The baseband analyzer is integrated with the instruments it serves, so there are no additional settings to adjust.
Instead the analyzer adapts automatically to the prevailing timebase, scale, volts/div and screen size to display the optimum resolution magnitude (or phase) spectrum of the waveform.
Fig  shows the spectra of the signals connected to the Sydney BitScope as well as the waveforms themselves.
Unlike most swept spectrum analyzers the BitScope spectrum analyzers are fourier transform based and update live at the same high speed refresh rate as the waveform display.
This means it is possible to observe fast moving dynamic features in the spectrum or catch transient spectral events not otherwise visible with a swept spectrum analyzer.
It also means it is possible to zoom and scroll through one-shot waveform captures to view and analyzer the spectrum dynamically at different points in the buffer.
Located at the bottom of the spectrum display is a set of spectrum measurement parameters:
|The frequency at the left edge of the spectrum display. In baseband this is always "DC". In multiband it's the lowest displayed frequency.
|Spectrum bandwidth (aka "Nyquist frequency"). In baseband it is also the highest displayed frequency.
|This reports the capture or display sample rate depending on the prevailing data mode; WideBand and Raw Data report the capture rate, Enhanced and Decimated report decimated display rate.
|The value of the mark frequency cursor.
|The difference between the point and mark cursor frequencies.
|The value of the mark level cursor reported in Decibel Relative units.
|The difference between the point and mark levels cursors.
The normal vertical (i.e. magnitude) resolution of the spectrum analyzer is 10 dB per grid line and precise dB levels can be measured using the spectrum level cursors.
The spectrum magnitude display is unreferenced; all measurements are relative to the prevailing V/Div value on each channel. If you wish to shift the spectrum up to see low level signals simply increase the vertical scale of the associated channel.
However, if you wish to make measurements relative to a standard Decibel scale you can reference the display to show dBu, dBV or dBm values as follows:
|Apply a 1 kHz 0.775V (RMS) voltage to any channel via a 1M Ohm (or greater) probe.
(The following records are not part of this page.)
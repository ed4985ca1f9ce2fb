// Classifiers under comparison.
//
// ModelConfig is the declarative side (what to build, with which
// hyperparameters); the Classifier trait is the runtime side.

pub mod forest;
pub mod mlp;
pub mod naive_bayes;
pub mod svm;
pub mod traits;

pub use forest::{ForestClassifier, ForestParams};
pub use mlp::{MlpClassifier, MlpParams};
pub use naive_bayes::{NaiveBayesClassifier, NaiveBayesParams};
pub use svm::{SvmClassifier, SvmParams};
pub use traits::Classifier;

/// One classifier configuration in the comparison.
#[derive(Debug, Clone, PartialEq)]
pub enum ModelConfig {
    Mlp(MlpParams),
    NaiveBayes(NaiveBayesParams),
    Svm(SvmParams),
    RandomForest(ForestParams),
}

impl ModelConfig {
    /// The four configurations under comparison, in report order.
    pub fn default_set() -> Vec<Self> {
        vec![
            ModelConfig::Mlp(MlpParams::default()),
            ModelConfig::NaiveBayes(NaiveBayesParams::default()),
            ModelConfig::Svm(SvmParams::default()),
            ModelConfig::RandomForest(ForestParams::default()),
        ]
    }

    pub fn name(&self) -> &'static str {
        match self {
            ModelConfig::Mlp(_) => mlp::NAME,
            ModelConfig::NaiveBayes(_) => naive_bayes::NAME,
            ModelConfig::Svm(_) => svm::NAME,
            ModelConfig::RandomForest(_) => forest::NAME,
        }
    }

    /// The model's RNG seed, for models that use one.
    pub fn seed(&self) -> Option<u64> {
        match self {
            ModelConfig::Mlp(p) => Some(p.seed),
            ModelConfig::RandomForest(p) => Some(p.seed),
            ModelConfig::NaiveBayes(_) | ModelConfig::Svm(_) => None,
        }
    }

    pub fn set_seed(&mut self, seed: u64) {
        match self {
            ModelConfig::Mlp(p) => p.seed = seed,
            ModelConfig::RandomForest(p) => p.seed = seed,
            ModelConfig::NaiveBayes(_) | ModelConfig::Svm(_) => {}
        }
    }

    /// Construct a fresh, unfitted classifier.
    pub fn build(&self) -> Box<dyn Classifier> {
        match self {
            ModelConfig::Mlp(p) => Box::new(MlpClassifier::new(p.clone())),
            ModelConfig::NaiveBayes(p) => Box::new(NaiveBayesClassifier::new(p.clone())),
            ModelConfig::Svm(p) => Box::new(SvmClassifier::new(p.clone())),
            ModelConfig::RandomForest(p) => Box::new(ForestClassifier::new(p.clone())),
        }
    }
}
Mark the peak of the spectral line for 0 dBu.
|Apply a 1 kHz 1.0V (RMS) voltage to any channel via a 1M Ohm (or greater) probe. Mark the peak of the spectral line for 0 dBV.
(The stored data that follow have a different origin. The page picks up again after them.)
use std::path::PathBuf;

use anyhow::Result;
use clap::Parser;
use colored::Colorize;
use tracing::{error, info};

use hoaxeval::config::Config;
use hoaxeval::features::StopWords;
use hoaxeval::pipeline;

/// hoaxeval: Compare four text classifiers on a hoax-news dataset.
///
/// Loads a CSV of labeled articles, vectorizes the text with TF-IDF, trains
/// an MLP, Naive Bayes, an SVM, and a Random Forest on the same stratified
/// split, then writes a comparison table and two charts.
#[derive(Parser)]
#[command(name = "hoaxeval", version, about)]
struct Cli {
    /// Input CSV file (overrides HOAXEVAL_DATA_PATH)
    #[arg(long)]
    data: Option<PathBuf>,

    /// Directory for the results table and charts (default: current directory)
    #[arg(long)]
    output_dir: Option<PathBuf>,

    /// Seed for the split and every seeded model (default: 42)
    #[arg(long)]
    seed: Option<u64>,

    /// Fraction of rows held out for testing (default: 0.2)
    #[arg(long)]
    test_size: Option<f64>,

    /// Vocabulary size cap for TF-IDF (default: 5000)
    #[arg(long)]
    max_features: Option<usize>,

    /// Drop English stop words before counting terms
    #[arg(long)]
    stop_words: bool,

    /// Name of the text column (default: Text)
    #[arg(long)]
    text_column: Option<String>,

    /// Name of the label column (default: label)
    #[arg(long)]
    label_column: Option<String>,

    /// Label value to treat as the positive (hoax) class
    #[arg(long)]
    positive_label: Option<String>,

    /// Abort on the first model that fails instead of skipping it
    #[arg(long)]
    fail_fast: bool,
}

impl Cli {
    /// Apply command-line overrides on top of the env-derived config.
    fn apply(self, config: &mut Config) {
        if let Some(data) = self.data {
            config.data_path = data;
        }
        if let Some(dir) = self.output_dir {
            config.output_dir = dir;
        }
        if let Some(seed) = self.seed {
            config.set_seed(seed);
        }
        if let Some(fraction) = self.test_size {
            config.split.test_fraction = fraction;
        }
        if let Some(max_features) = self.max_features {
            config.vectorizer.max_features = Some(max_features);
        }
        if self.stop_words {
            config.vectorizer.stop_words = StopWords::English;
        }
        if let Some(column) = self.text_column {
            config.text_column = column;
        }
        if let Some(column) = self.label_column {
            config.label_column = column;
        }
        if self.positive_label.is_some() {
            config.positive_label = self.positive_label;
        }
        if self.fail_fast {
            config.keep_going = false;
        }
    }
}

fn main() -> Result<()> {
    // Load .env file if present (silently ignore if missing)
    let _ = dotenvy::dotenv();

    // Set up structured logging
    tracing_subscriber::fmt()
        .with_env_filter(
            tracing_subscriber::EnvFilter::try_from_default_env()
                .unwrap_or_else(|_| tracing_subscriber::EnvFilter::new("hoaxeval=info")),
        )
        .with_writer(std::io::stderr)
        .init();

    let cli = Cli::parse();

    let mut config = match Config::load() {
        Ok(config) => config,
        Err(e) => {
            println!("{} {e:#}", "Error:".red().bold());
            return Ok(());
        }
    };
    cli.apply(&mut config);

    info!(
        data = %config.data_path.display(),
        output_dir = %config.output_dir.display(),
        seed = config.split.seed,
        "Starting model comparison"
    );

    // A failed run is reported, not propagated: the process still exits 0
    match pipeline::run(&config) {
        Ok(summary) => {
            println!(
                "\n{} {} model(s) compared.",
                "Done.".green().bold(),
                summary.evaluation.results.len()
            );
        }
        Err(e) => {
            if e.is_not_found() {
                error!(path = %config.data_path.display(), "Input file missing");
            } else {
                error!(error = %e, "Pipeline failed");
            }
            println!("{} {e}", "Error:".red().bold());
        }
    }

    Ok(())
}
|Apply a 1 kHz 0.224V (RMS) voltage to channel B with 50 Ohm termination enabled. Mark the peak of the spectral line for 0 dBm.
The frequency resolution of the spectrum analyzer depends on the bandwidth (i.e. the prevailing timebase settings) and display sample rate (which depends on display size and mode).
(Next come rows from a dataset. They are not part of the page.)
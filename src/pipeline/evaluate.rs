// Trainer/evaluator stage: fit every configured model on the same training
// partition, time the fit, and score its predictions on the test partition.
//
// Models are independent. A failing model is recorded and skipped when
// `keep_going` is set, so one non-converging model does not throw away the
// results of the others.

use std::time::{Duration, Instant};

use tracing::{info, warn};

use super::prepare::PreparedData;
use crate::error::{ModelError, PipelineError};
use crate::metrics::{ClassificationReport, ConfusionMatrix};
use crate::models::ModelConfig;
use crate::output::terminal;

/// Scores for one evaluated model.
#[derive(Debug, Clone)]
pub struct ModelResult {
    pub name: String,
    /// Support-weighted precision
    pub precision: f64,
    /// Support-weighted recall
    pub recall: f64,
    /// Support-weighted F1
    pub f1: f64,
    pub accuracy: f64,
    /// Wall-clock time spent in `fit`
    pub training_time: Duration,
    pub confusion: ConfusionMatrix,
    pub report: ClassificationReport,
}

/// A model that could not be trained or evaluated.
#[derive(Debug)]
pub struct ModelFailure {
    pub name: String,
    pub error: ModelError,
}

/// Outcome of the evaluation loop, in model order.
#[derive(Debug, Default)]
pub struct Evaluation {
    pub results: Vec<ModelResult>,
    pub failures: Vec<ModelFailure>,
}

impl Evaluation {
    /// Confusion matrix per model name, in evaluation order.
    pub fn confusion_matrices(&self) -> Vec<(&str, &ConfusionMatrix)> {
        self.results
            .iter()
            .map(|r| (r.name.as_str(), &r.confusion))
            .collect()
    }

    pub fn get(&self, name: &str) -> Option<&ModelResult> {
        self.results.iter().find(|r| r.name == name)
    }
}

/// Fit and score one model configuration.
pub fn evaluate_model(model: &ModelConfig, data: &PreparedData) -> Result<ModelResult, ModelError> {
    let mut classifier = model.build();
    let n_classes = data.class_names.len();

    let start = Instant::now();
    classifier.fit(&data.x_train, &data.y_train, n_classes)?;
    let training_time = start.elapsed();

    let predicted = classifier.predict(&data.x_test)?;
    if predicted.len() != data.y_test.len() {
        return Err(ModelError::predict(
            classifier.name(),
            format!(
                "{} predictions for {} test rows",
                predicted.len(),
                data.y_test.len()
            ),
        ));
    }

    let confusion = ConfusionMatrix::from_labels(&data.y_test, &predicted, n_classes);
    let scores = confusion.weighted();
    let report = ClassificationReport::new(&confusion, &data.class_names);

    Ok(ModelResult {
        name: classifier.name().to_string(),
        precision: scores.precision,
        recall: scores.recall,
        f1: scores.f1,
        accuracy: scores.accuracy,
        training_time,
        confusion,
        report,
    })
}

/// Train and evaluate every model in order.
///
/// With `keep_going` a failed model is logged and skipped; otherwise the
/// first failure aborts the run. Errors when no model succeeds.
pub fn train_and_evaluate(
    models: &[ModelConfig],
    data: &PreparedData,
    keep_going: bool,
) -> Result<Evaluation, PipelineError> {
    let mut evaluation = Evaluation::default();

    for model in models {
        terminal::display_training_start(model.name());

        match evaluate_model(model, data) {
            Ok(result) => {
                info!(
                    model = %result.name,
                    accuracy = result.accuracy,
                    f1 = result.f1,
                    seconds = result.training_time.as_secs_f64(),
                    "Model evaluated"
                );
                terminal::display_model_metrics(&result);
                evaluation.results.push(result);
            }
            Err(error) if keep_going => {
                warn!(model = model.name(), error = %error, "Model failed, continuing with the rest");
                terminal::display_model_failure(&error);
                evaluation.failures.push(ModelFailure {
                    name: model.name().to_string(),
                    error,
                });
            }
            Err(error) => return Err(error.into()),
        }
    }

    if evaluation.results.is_empty() && !models.is_empty() {
        return Err(PipelineError::AllModelsFailed(models.len()));
    }

    Ok(evaluation)
}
Specifically, choose the SHARP display mode to maximize the frequency resolution for a given display size and maximize the display size. For example the screenshot below was taken from a widened display with a frequency resolution of 2000 bins over 1MHz bandwidth (i.e. 500Hz/bin).
Click the screenshot to see an animated recording of this spectrum (Warning: it's a big file, 12MB).
This recording was created by connecting the flying ground lead of a standard oscilloscope probe to the probe tip, increasing the gain of the BitScope channel and then moving the "loop antenna" thus created near a standard desktop PC.
The signals that can be seen are EMI produced by this equipment. This example demonstrates just how easy it is to use BitScope to check for EMI (e.g. for preliminary EMC testing purposes) even using a simple low gain "antenna" as this.
The bandwidth is reported via the BW parameter and the graticule has 10 vertical divisions, allowing quick frequency measurement to be made in much the same way as time measurements may be made with waveform displays. More precise measurements of spectral features can be made using frequency cursors.